§ Assignment: The lines to return are those below that contain the word "program".

§ Given data:
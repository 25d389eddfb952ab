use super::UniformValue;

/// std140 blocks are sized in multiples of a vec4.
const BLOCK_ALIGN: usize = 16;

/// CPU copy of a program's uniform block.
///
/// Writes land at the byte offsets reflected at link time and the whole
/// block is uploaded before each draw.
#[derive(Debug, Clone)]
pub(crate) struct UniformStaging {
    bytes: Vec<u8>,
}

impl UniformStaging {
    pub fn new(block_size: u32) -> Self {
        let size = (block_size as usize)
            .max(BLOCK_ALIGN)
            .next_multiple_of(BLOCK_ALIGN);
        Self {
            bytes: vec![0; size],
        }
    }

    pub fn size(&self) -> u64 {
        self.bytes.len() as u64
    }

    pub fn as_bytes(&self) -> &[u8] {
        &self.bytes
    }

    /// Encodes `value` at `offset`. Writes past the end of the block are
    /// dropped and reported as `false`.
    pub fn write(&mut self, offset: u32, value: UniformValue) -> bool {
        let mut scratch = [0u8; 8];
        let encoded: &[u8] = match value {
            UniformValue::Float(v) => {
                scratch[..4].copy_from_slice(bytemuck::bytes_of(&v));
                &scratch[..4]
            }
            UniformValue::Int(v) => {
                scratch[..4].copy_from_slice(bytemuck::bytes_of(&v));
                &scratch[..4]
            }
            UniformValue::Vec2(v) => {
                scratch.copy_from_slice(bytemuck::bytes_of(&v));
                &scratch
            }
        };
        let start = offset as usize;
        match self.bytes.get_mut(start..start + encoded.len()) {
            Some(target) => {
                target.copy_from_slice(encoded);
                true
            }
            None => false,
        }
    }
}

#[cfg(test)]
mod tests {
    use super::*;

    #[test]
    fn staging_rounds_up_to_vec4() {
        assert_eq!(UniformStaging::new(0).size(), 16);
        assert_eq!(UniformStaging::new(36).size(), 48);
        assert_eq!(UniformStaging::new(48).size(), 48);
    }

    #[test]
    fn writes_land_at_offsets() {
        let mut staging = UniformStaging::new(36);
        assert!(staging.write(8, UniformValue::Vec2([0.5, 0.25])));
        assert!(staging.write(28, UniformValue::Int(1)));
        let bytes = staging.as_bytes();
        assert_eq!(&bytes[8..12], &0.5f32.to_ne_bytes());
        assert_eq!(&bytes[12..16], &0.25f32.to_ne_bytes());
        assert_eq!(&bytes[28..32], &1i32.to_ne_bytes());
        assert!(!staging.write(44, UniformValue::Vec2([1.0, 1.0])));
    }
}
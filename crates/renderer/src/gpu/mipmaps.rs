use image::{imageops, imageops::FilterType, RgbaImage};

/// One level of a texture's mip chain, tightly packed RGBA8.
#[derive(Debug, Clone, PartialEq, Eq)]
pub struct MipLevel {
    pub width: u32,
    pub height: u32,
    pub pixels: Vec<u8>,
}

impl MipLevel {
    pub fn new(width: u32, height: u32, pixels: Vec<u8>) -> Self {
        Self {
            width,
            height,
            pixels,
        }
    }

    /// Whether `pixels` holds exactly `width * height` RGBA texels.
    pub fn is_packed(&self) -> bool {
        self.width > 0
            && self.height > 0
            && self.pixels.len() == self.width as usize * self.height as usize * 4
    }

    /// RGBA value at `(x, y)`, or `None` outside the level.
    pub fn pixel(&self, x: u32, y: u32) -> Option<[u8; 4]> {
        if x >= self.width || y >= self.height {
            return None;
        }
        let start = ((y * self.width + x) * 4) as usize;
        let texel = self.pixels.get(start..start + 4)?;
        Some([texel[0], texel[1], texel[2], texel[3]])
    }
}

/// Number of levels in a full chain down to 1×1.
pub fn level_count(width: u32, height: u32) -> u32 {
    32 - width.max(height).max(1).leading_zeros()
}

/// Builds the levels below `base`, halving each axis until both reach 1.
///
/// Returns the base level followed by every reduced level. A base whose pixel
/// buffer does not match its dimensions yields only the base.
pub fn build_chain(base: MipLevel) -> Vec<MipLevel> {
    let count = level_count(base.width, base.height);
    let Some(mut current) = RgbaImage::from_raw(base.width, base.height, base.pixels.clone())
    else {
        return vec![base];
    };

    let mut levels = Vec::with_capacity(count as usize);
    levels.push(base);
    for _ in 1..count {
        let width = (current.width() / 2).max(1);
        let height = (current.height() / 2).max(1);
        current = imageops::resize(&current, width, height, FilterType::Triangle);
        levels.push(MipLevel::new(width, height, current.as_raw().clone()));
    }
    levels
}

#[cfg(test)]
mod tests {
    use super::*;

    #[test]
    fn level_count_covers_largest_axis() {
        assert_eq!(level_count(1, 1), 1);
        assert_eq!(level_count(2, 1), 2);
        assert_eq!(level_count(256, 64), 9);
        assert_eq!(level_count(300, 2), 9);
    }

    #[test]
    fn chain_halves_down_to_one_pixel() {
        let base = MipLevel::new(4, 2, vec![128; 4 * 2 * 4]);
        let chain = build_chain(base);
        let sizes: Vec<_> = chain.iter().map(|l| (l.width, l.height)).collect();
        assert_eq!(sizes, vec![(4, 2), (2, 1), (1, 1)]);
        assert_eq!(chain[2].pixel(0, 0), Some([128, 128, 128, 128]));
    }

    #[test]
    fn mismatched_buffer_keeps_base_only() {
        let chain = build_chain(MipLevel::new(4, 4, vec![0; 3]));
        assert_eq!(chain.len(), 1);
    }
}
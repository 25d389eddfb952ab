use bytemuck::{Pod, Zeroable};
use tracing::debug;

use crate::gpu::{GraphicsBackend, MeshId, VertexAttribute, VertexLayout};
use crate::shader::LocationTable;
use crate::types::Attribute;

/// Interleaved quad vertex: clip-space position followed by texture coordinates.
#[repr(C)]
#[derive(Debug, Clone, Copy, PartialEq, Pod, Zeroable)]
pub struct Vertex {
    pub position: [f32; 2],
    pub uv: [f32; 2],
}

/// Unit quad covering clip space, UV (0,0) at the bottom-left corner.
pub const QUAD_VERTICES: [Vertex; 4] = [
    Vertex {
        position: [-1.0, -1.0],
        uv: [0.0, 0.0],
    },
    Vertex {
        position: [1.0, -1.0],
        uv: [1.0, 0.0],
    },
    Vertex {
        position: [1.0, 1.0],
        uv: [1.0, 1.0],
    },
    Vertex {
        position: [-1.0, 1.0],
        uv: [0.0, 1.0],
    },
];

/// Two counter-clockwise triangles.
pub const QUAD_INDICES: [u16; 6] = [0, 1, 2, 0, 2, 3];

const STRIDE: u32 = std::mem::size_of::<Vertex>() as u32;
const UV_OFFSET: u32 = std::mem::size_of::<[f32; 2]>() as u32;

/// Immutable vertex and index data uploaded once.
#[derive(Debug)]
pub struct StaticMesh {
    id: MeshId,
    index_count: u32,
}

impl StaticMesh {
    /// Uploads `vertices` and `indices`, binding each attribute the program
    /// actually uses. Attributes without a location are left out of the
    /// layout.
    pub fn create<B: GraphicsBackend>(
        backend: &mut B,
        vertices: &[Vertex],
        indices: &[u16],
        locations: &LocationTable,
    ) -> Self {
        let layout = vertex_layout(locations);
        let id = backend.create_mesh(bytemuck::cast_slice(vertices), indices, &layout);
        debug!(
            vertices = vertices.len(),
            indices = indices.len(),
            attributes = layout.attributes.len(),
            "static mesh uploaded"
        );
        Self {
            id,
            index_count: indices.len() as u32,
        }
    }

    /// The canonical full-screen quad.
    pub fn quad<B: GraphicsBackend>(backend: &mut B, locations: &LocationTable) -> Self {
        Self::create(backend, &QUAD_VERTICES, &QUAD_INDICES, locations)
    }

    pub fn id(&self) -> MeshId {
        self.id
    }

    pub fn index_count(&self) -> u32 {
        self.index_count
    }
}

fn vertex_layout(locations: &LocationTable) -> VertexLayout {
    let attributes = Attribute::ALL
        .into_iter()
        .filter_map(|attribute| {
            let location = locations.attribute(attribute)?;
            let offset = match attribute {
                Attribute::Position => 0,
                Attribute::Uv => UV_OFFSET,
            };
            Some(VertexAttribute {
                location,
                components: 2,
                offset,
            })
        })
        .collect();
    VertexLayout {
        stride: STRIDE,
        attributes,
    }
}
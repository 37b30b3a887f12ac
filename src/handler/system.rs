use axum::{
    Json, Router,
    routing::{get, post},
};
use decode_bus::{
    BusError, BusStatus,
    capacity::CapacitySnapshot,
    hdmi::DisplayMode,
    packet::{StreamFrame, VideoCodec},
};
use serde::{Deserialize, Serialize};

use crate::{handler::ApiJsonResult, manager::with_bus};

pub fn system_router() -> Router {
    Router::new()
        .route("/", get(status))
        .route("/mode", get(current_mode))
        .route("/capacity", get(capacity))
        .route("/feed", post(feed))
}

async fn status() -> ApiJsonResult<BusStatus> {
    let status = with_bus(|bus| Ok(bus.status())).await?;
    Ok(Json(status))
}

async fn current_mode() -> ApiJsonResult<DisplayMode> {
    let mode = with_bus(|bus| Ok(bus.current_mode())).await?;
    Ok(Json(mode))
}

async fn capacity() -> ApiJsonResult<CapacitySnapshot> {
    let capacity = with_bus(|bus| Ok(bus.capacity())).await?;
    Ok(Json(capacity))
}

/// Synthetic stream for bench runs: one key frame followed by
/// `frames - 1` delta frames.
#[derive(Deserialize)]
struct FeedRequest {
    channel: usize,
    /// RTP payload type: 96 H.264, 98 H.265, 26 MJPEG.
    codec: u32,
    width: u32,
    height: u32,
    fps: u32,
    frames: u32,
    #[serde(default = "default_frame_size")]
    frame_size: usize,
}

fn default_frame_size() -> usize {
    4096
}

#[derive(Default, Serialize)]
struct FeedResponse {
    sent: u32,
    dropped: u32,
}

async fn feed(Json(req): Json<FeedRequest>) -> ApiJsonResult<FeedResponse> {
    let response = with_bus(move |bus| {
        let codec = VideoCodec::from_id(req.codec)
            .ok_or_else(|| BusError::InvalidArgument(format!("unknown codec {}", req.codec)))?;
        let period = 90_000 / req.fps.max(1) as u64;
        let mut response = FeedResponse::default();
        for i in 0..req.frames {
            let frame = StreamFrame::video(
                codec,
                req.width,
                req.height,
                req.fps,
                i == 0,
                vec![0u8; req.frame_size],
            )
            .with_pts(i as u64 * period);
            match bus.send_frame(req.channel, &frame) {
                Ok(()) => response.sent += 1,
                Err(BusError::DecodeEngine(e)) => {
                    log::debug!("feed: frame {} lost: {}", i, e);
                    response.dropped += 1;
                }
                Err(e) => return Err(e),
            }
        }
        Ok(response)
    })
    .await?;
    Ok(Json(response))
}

§ Solution to this problem:
/// CPU copy of a program's uniform block.
    /// Uploads `vertices` and `indices`, binding each attribute the program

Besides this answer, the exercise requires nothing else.